> **WHAT YOU HAVE TO DO**
Look through the entries below and show every line containing the word "enumerate".

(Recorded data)
BEGIN
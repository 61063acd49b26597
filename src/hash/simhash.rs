//! SimHash fingerprints for near-duplicate scans.
//!
//! Each document is tokenized, every token hashed to 64 bits, and bit `i`
//! of the fingerprint is the sign of a per-bit vote: +1 when bit `i` of a
//! token hash is set, −1 otherwise. Similar token bags therefore produce
//! fingerprints at small Hamming distance, and querying is a linear scan
//! over one word per document.

use super::{hamming_distance, hash64, tokenize};
use crate::error::{MatchError, Result};

/// SimHash index: parallel arrays of (text, 64-bit fingerprint).
#[derive(Debug, Clone)]
pub struct SimHashIndex {
    hash_bits: u32,
    corpus: Vec<String>,
    fingerprints: Vec<u64>,
}

impl SimHashIndex {
    /// Create an index using the low `hash_bits` bits of each token hash,
    /// `1 ≤ hash_bits ≤ 64`. 64 is the usual choice.
    pub fn new(hash_bits: u32) -> Result<Self> {
        if hash_bits == 0 || hash_bits > 64 {
            return Err(MatchError::InvalidParameter(format!(
                "hash_bits must be in 1..=64, got {hash_bits}"
            )));
        }
        Ok(Self {
            hash_bits,
            corpus: Vec::new(),
            fingerprints: Vec::new(),
        })
    }

    /// Add a document, returning its id (insertion ordinal).
    pub fn add(&mut self, text: &str) -> usize {
        let id = self.corpus.len();
        self.corpus.push(text.to_string());
        self.fingerprints.push(self.fingerprint(text));
        id
    }

    /// Compute the fingerprint of a text without storing it.
    #[must_use]
    pub fn fingerprint(&self, text: &str) -> u64 {
        let mut votes = vec![0i64; self.hash_bits as usize];

        for token in tokenize(text) {
            let hash = hash64(&token);
            for (i, vote) in votes.iter_mut().enumerate() {
                if (hash >> i) & 1 == 1 {
                    *vote += 1;
                } else {
                    *vote -= 1;
                }
            }
        }

        let mut fingerprint = 0u64;
        for (i, &vote) in votes.iter().enumerate() {
            if vote > 0 {
                fingerprint |= 1 << i;
            }
        }
        fingerprint
    }

    /// Ids of all documents whose fingerprint differs from the query's in
    /// at most `max_hamming` bits, in insertion order.
    #[must_use]
    pub fn query(&self, text: &str, max_hamming: usize) -> Vec<usize> {
        let query_hash = self.fingerprint(text);
        self.fingerprints
            .iter()
            .enumerate()
            .filter(|&(_, &hash)| hamming_distance(query_hash, hash) <= max_hamming)
            .map(|(id, _)| id)
            .collect()
    }

    /// Like [`SimHashIndex::query`], returning `(id, distance)` pairs
    /// ordered by ascending Hamming distance.
    #[must_use]
    pub fn query_with_distance(&self, text: &str, max_hamming: usize) -> Vec<(usize, usize)> {
        let query_hash = self.fingerprint(text);
        let mut results: Vec<(usize, usize)> = self
            .fingerprints
            .iter()
            .enumerate()
            .filter_map(|(id, &hash)| {
                let dist = hamming_distance(query_hash, hash);
                (dist <= max_hamming).then_some((id, dist))
            })
            .collect();

        results.sort_by_key(|&(_, dist)| dist);
        results
    }

    /// Number of indexed documents.
    #[must_use]
    pub fn len(&self) -> usize {
        self.corpus.len()
    }

    /// Whether the index holds no documents.
    #[must_use]
    pub fn is_empty(&self) -> bool {
        self.corpus.is_empty()
    }
}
END
> **ANSWER TO THE EXERCISE**
            for (i, vote) in votes.iter_mut().enumerate() {
        for (i, &vote) in votes.iter().enumerate() {
            .enumerate()
            .enumerate()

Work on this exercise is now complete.